Zinc and the common cold
Zinc lozenges (frequently zinc acetate or zinc gluconate) have been proposed as a treatment for the common cold. The biological mechanism of the effect is not clear, but the benefit of zinc lozenges seems to be caused by local effects in the oropharynx region, since nasal administration of zinc has also shortened the duration of colds.
Research to date has not been conclusive, but has suggested that zinc tablets lessen the symptoms of a cold while causing possible side-effects such as nausea. The benefits of zinc as a cold treatment have been described as "very minor" (by an article on WebMD).
Zinc has been known for many years to have an effect on cold viruses in the laboratory.
Research into the effect of zinc lozenges on colds between 1984 and 2009 produced a wide range of differing results. It has been hypothesized that these differences were due in part to differences in the lozenges' constituents, mainly the amount of the active ingredient, ionic zinc (iZn). For example, the amount of ionic zinc ranged from 0 to 100%, depending upon the lozenge ingredients in the trials. More recently, the evidence from trials has been reviewed to try and assess the evidence of zinc's effectiveness as a cold cure but the results, while suggestive of a positive effect, have not been conclusive, since no consideration was given to the amount of the active ingredient (iZn) in the lozenges.
In some studies zinc lozenges caused acute adverse effects, such as bad taste, but none of the studies reported long term harm. Furthermore, many of the adverse effects, in particular regarding taste, may be caused by the specific lozenge composition and probably do not reflect the effects of zinc ions themselves.

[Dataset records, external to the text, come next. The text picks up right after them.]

//! S1: a three-edge diamond chain; changing one leaf input should only
//! rebuild the edges downstream of it.

use crate::{complete_whole_chain, edge_for, parse};
use ninjacore::builder::{BuildConfig, Builder};
use ninjacore::buildlog::BuildLogWriter;
use ninjacore::depslog::DepsLog;
use ninjacore::disk::fake::FakeDisk;
use ninjacore::subprocess::{FakeRunner, Termination};

const MANIFEST: &str = "rule cat\n  command = cat $in > $out\nbuild cat1: cat in1\nbuild cat12: cat cat1 cat2\nbuild cat2: cat in1 in2\n";

#[test]
fn two_step_chain_rebuild() {
    let dir = tempfile::tempdir().unwrap();
    let log_path = dir.path().join("build.log");
    let log_path = log_path.to_str().unwrap();

    let disk = FakeDisk::new();
    disk.touch("in1");
    disk.touch("in2");

    // First run: everything is missing, all three edges must run.
    {
        let mut state = parse(&disk, MANIFEST);
        let target = crate::node(&state, "cat12");
        let (build_log, writer) = BuildLogWriter::open(log_path).unwrap();
        let mut builder = Builder::new(&disk, build_log, Some(writer), DepsLog::default(), None, BuildConfig::default());
        let mut runner = FakeRunner::new(4);

        builder.add_target(&mut state, target, &mut runner).unwrap();
        complete_whole_chain(&state, &disk, &mut runner, "cat12");
        let stats = builder.build(&mut state, &mut runner).unwrap();
        assert_eq!(stats.commands_run, 3);
        assert_eq!(stats.failures, 0);
    }

    // Touch in2 only; cat1 (depends solely on in1) must stay up to date,
    // while cat2 and cat12 (both downstream of in2) must rerun.
    disk.touch("in2");
    {
        let mut state = parse(&disk, MANIFEST);
        let target = crate::node(&state, "cat12");
        let (build_log, writer) = BuildLogWriter::open(log_path).unwrap();
        let mut builder = Builder::new(&disk, build_log, Some(writer), DepsLog::default(), None, BuildConfig::default());
        let mut runner = FakeRunner::new(4);

        builder.add_target(&mut state, target, &mut runner).unwrap();
        assert_eq!(builder.wanted_edges(), 2);
        runner.complete(edge_for(&state, "cat2"), Termination::Success);
        disk.touch("cat2");
        runner.complete(edge_for(&state, "cat12"), Termination::Success);
        disk.touch("cat12");
        let stats = builder.build(&mut state, &mut runner).unwrap();
        assert_eq!(stats.commands_run, 2);
    }
}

For example, zinc gluconate with dextrose or sugar becomes extremely vile in taste several weeks after manufacture, while zinc acetate dihydrate in a 1:100 mixture with dextrose by weight is permanently pleasant tasting. The most recent trial on zinc acetate found no significant differences between the zinc and placebo groups in the recorded adverse effects with a 92 mg daily dose of zinc.

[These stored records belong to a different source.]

//! Represents parsed Ninja strings with embedded variable references, e.g.
//! `c++ $in -o $out`, and the lexically scoped environments (§3 BindingEnv)
//! used to expand them. Expansion is always lazy (done at use time, not at
//! parse time) because an edge's own bindings may shadow a rule- or
//! file-scope binding of the same name (§9 Design Notes).

use crate::smallmap::SmallMap;
use std::borrow::Cow;
use std::cell::RefCell;
use std::rc::Rc;

/// One token within an `EvalString`: either literal text or a variable
/// reference to be looked up against an `Env` at evaluation time.
#[derive(Debug, Clone, PartialEq)]
pub enum EvalPart<T: AsRef<str>> {
    Literal(T),
    VarRef(T),
}

/// A parsed but unexpanded variable-reference string, e.g. `"cc $in -o $out"`.
#[derive(Debug, Clone, PartialEq, Default)]
pub struct EvalString<T: AsRef<str>>(Vec<EvalPart<T>>);

impl<T: AsRef<str>> EvalString<T> {
    pub fn new(parts: Vec<EvalPart<T>>) -> Self {
        EvalString(parts)
    }

    pub fn parts(&self) -> &[EvalPart<T>] {
        &self.0
    }

    /// True if this string has no `$`-references at all, letting callers
    /// skip evaluation entirely for the common case of a plain literal.
    pub fn is_literal(&self) -> bool {
        matches!(self.0.as_slice(), [EvalPart::Literal(_)] | [])
    }
}

impl EvalString<&str> {
    pub fn into_owned(self) -> EvalString<String> {
        EvalString(
            self.0
                .into_iter()
                .map(|p| match p {
                    EvalPart::Literal(s) => EvalPart::Literal(s.to_owned()),
                    EvalPart::VarRef(s) => EvalPart::VarRef(s.to_owned()),
                })
                .collect(),
        )
    }
}

impl EvalString<String> {
    pub fn evaluate(&self, envs: &[&dyn Env]) -> String {
        let mut out = String::new();
        self.evaluate_into(&mut out, envs);
        out
    }

    pub fn evaluate_into(&self, out: &mut String, envs: &[&dyn Env]) {
        for part in &self.0 {
            match part {
                EvalPart::Literal(s) => out.push_str(s),
                EvalPart::VarRef(name) => {
                    if let Some(val) = lookup(name, envs) {
                        out.push_str(&val);
                    }
                }
            }
        }
    }
}

/// Look up `name` in the first env of `envs` that defines it.
fn lookup(name: &str, envs: &[&dyn Env]) -> Option<Cow<'static, str>> {
    for env in envs {
        if let Some(v) = env.get_var(name) {
            return Some(Cow::Owned(v.into_owned()));
        }
    }
    None
}

/// A source of variable bindings. `BindingEnv` is the main implementor;
/// small ad hoc envs (e.g. the magic `$in`/`$out` of an edge) also implement
/// it so they can be spliced into a lookup chain ahead of the "real" scope.
pub trait Env {
    fn get_var(&self, name: &str) -> Option<Cow<str>>;
}

/// Tries each env in order; the first to return `Some` wins. Used to give
/// edge-local bindings (and the magic `$in`/`$out`) precedence over the
/// rule's bindings, which in turn take precedence over the enclosing scope.
pub struct EnvChain<'a>(pub Vec<&'a dyn Env>);

impl<'a> Env for EnvChain<'a> {
    fn get_var(&self, name: &str) -> Option<Cow<str>> {
        for env in &self.0 {
            if let Some(v) = env.get_var(name) {
                return Some(Cow::Owned(v.into_owned()));
            }
        }
        None
    }
}

/// A `BindingEnv`'s own bindings only, with the parent-scope fallback
/// suppressed, so a rule binding for the same name can be spliced in
/// between via `EnvChain`.
pub struct OwnScope<'a>(pub &'a BindingEnv);

impl<'a> Env for OwnScope<'a> {
    fn get_var(&self, name: &str) -> Option<Cow<str>> {
        self.0
            .vars
            .borrow()
            .get(name)
            .map(|v| Cow::Owned(v.evaluate(&[self.0])))
    }
}

/// The scope enclosing a `BindingEnv`, skipping its own bindings (already
/// checked via `OwnScope`).
pub struct ParentScope<'a>(pub &'a BindingEnv);

impl<'a> Env for ParentScope<'a> {
    fn get_var(&self, name: &str) -> Option<Cow<str>> {
        self.0.parent.as_ref().and_then(|p| p.get_var(name))
    }
}

/// Bindings collected for a `rule` block or an edge's own scoped bindings;
/// never recursively defined until looked up.
pub type LazyVars = SmallMap<String, EvalString<String>>;

/// The reserved binding names a `rule` block may define (§3 Rule).
pub const RESERVED_RULE_BINDINGS: &[&str] = &[
    "command",
    "description",
    "depfile",
    "deps",
    "msvc_deps_prefix",
    "generator",
    "restat",
    "rspfile",
    "rspfile_content",
    "pool",
    "dyndep",
    "symlink_outputs",
];

#[derive(Debug, Clone)]
pub struct Rule {
    pub name: String,
    pub bindings: LazyVars,
}

impl Rule {
    pub fn new(name: String) -> Self {
        Rule {
            name,
            bindings: LazyVars::new(),
        }
    }

    pub fn binding(&self, key: &str) -> Option<&EvalString<String>> {
        self.bindings.get(key)
    }
}

impl Env for Rule {
    fn get_var(&self, name: &str) -> Option<Cow<str>> {
        // A rule's own bindings may reference other rule bindings or fall
        // through to whatever env the rule is evaluated against; since Rule
        // alone doesn't carry the outer scope, unresolved names are absent
        // here and the caller's EnvChain supplies the rest.
        self.bindings.get(name).map(|v| Cow::Owned(v.evaluate(&[])))
    }
}

/// A lexically scoped variable + rule table (§3 BindingEnv). Child scopes
/// (one per `subninja`) point at their parent; bindings shadow outward.
/// Rule visibility is *not* inherited the same way variables are: a rule
/// defined in a subninja is visible only within that subninja's own scope
/// and its children, matching real Ninja's "subninja rules are private".
pub struct BindingEnv {
    // `RefCell`-wrapped so a scope can keep accumulating bindings while
    // already shared (via `Rc`) as the parent of a `subninja`'s child scope
    // or as the frozen environment an already-constructed `Edge` evaluates
    // its command against later.
    vars: RefCell<LazyVars>,
    rules: RefCell<rustc_hash::FxHashMap<String, Rc<Rule>>>,
    parent: Option<Rc<BindingEnv>>,
}

impl BindingEnv {
    pub fn new(parent: Option<Rc<BindingEnv>>) -> Self {
        BindingEnv {
            vars: RefCell::new(LazyVars::new()),
            rules: RefCell::new(rustc_hash::FxHashMap::default()),
            parent,
        }
    }

    pub fn add_binding(&self, name: String, value: EvalString<String>) {
        self.vars.borrow_mut().insert(name, value);
    }

    pub fn add_rule(&self, rule: Rule) {
        self.rules.borrow_mut().insert(rule.name.clone(), Rc::new(rule));
    }

    /// Look up a rule by name, walking outward through parent scopes.
    pub fn lookup_rule(&self, name: &str) -> Option<Rc<Rule>> {
        if let Some(r) = self.rules.borrow().get(name) {
            return Some(r.clone());
        }
        self.parent.as_ref().and_then(|p| p.lookup_rule(name))
    }

    /// Evaluate a top-level (non-edge) binding immediately, e.g. for pool
    /// depths or `ninja_required_version`.
    pub fn evaluate(&self, s: &EvalString<String>) -> String {
        s.evaluate(&[self])
    }
}

impl Env for BindingEnv {
    fn get_var(&self, name: &str) -> Option<Cow<str>> {
        if let Some(v) = self.vars.borrow().get(name) {
            return Some(Cow::Owned(v.evaluate(&[self])));
        }
        self.parent.as_ref().and_then(|p| p.get_var(name))
    }
}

According to WebMD, there have been several cases of people using zinc nasal sprays and suffering a loss of sense of smell; for this reason the US Food and Drug Administration has issued a warning that people should not use nasal sprays containing zinc.

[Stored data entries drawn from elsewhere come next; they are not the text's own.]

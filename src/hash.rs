//! Build command hashing (§3 BuildLog entry, §4.J).
//!
//! A `command_hash` identifies *what command produced an output*, so a
//! BuildLog entry can be compared against the current manifest to decide
//! whether a rule's command line changed since the last successful build.
//! Grounded in the teacher's `hash.rs`, but narrowed to hash only the
//! command string (the spec's BuildLog format has no room for mtimes in
//! the hash — those are compared separately during dependency scanning).

use std::hash::Hasher;

const UNIT_SEPARATOR: u8 = 0x1F;

/// Hashes `command`, mirroring real Ninja's practice of keying a BuildLog
/// entry on the command line text rather than a full content hash.
pub fn hash_command(command: &str) -> u64 {
    let mut hasher = std::collections::hash_map::DefaultHasher::new();
    std::hash::Hash::hash(command, &mut hasher);
    hasher.write_u8(UNIT_SEPARATOR);
    hasher.finish()
}

#[cfg(test)]
mod tests {
    use super::*;

    #[test]
    fn same_command_hashes_equal() {
        assert_eq!(hash_command("cc -c a.c -o a.o"), hash_command("cc -c a.c -o a.o"));
    }

    #[test]
    fn different_commands_hash_differently() {
        assert_ne!(hash_command("cc -c a.c -o a.o"), hash_command("cc -c b.c -o b.o"));
    }
}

In the most recent trial on zinc acetate lozenges, the occurrence of bad taste did not differ between the zinc and placebo groups, and therefore bad taste cannot explain the significant effect on common cold duration. Lozenge composition and zinc ion availability seem more reasonable explanations for the substantial heterogeneity in the study findings, rather than the bad taste of lozenges in some studies.
Several reviews of zinc and the common cold have been published. A Cochrane Collaboration review suggested in 2011 that it could bring about a modest reduction in the length of symptoms, but was not conclusive; a subsequent 2012 review attempted to gain more certainty and again suggested symptoms may be shortened, but that there may be side-effects such as nausea. All reviews to date have suffered from the variability of the studies which have been assessed; future large-scale randomized trials are necessary to determine whether the benefits from zinc treatment for colds outweigh the disadvantages.
A 2012 systematic review suggested that "zinc formulations may shorten the duration of symptoms of the common cold", but that further research was needed and that possible adverse effects needed to be studied.
A 2011 Cochrane Collaboration review (subsequently updated) found zinc lozenges or syrup beneficial to people with colds who were otherwise healthy but, for lack of evidence, cautioned against its use for people who might be unduly troubled by cold symptoms, such as people with asthma. The authors recommended further research for a more conclusive assessment.
The only review to consider the effects of the amount of the active ingredient, ionic zinc (iZn), showed that results varied in a direct relationship to the amount of iZn in the lozenges and total daily intake of iZn. Those studies that had zero or little iZn showed no results or even worsened results. Studies that used lozenges releasing large amounts of iZn showed strongly beneficial results.
Potential biological mechanisms
Evidence-based medicine focuses primarily on the effect of interventions on clinically relevant outcomes in controlled trials. Nevertheless, the potential biological mechanisms are of interest. In laboratory studies, zinc inhibited the replication of respiratory viruses and enhanced the effect of interferon. Non-immune mechanisms have also been proposed to explain the effect of zinc lozenges on the common cold.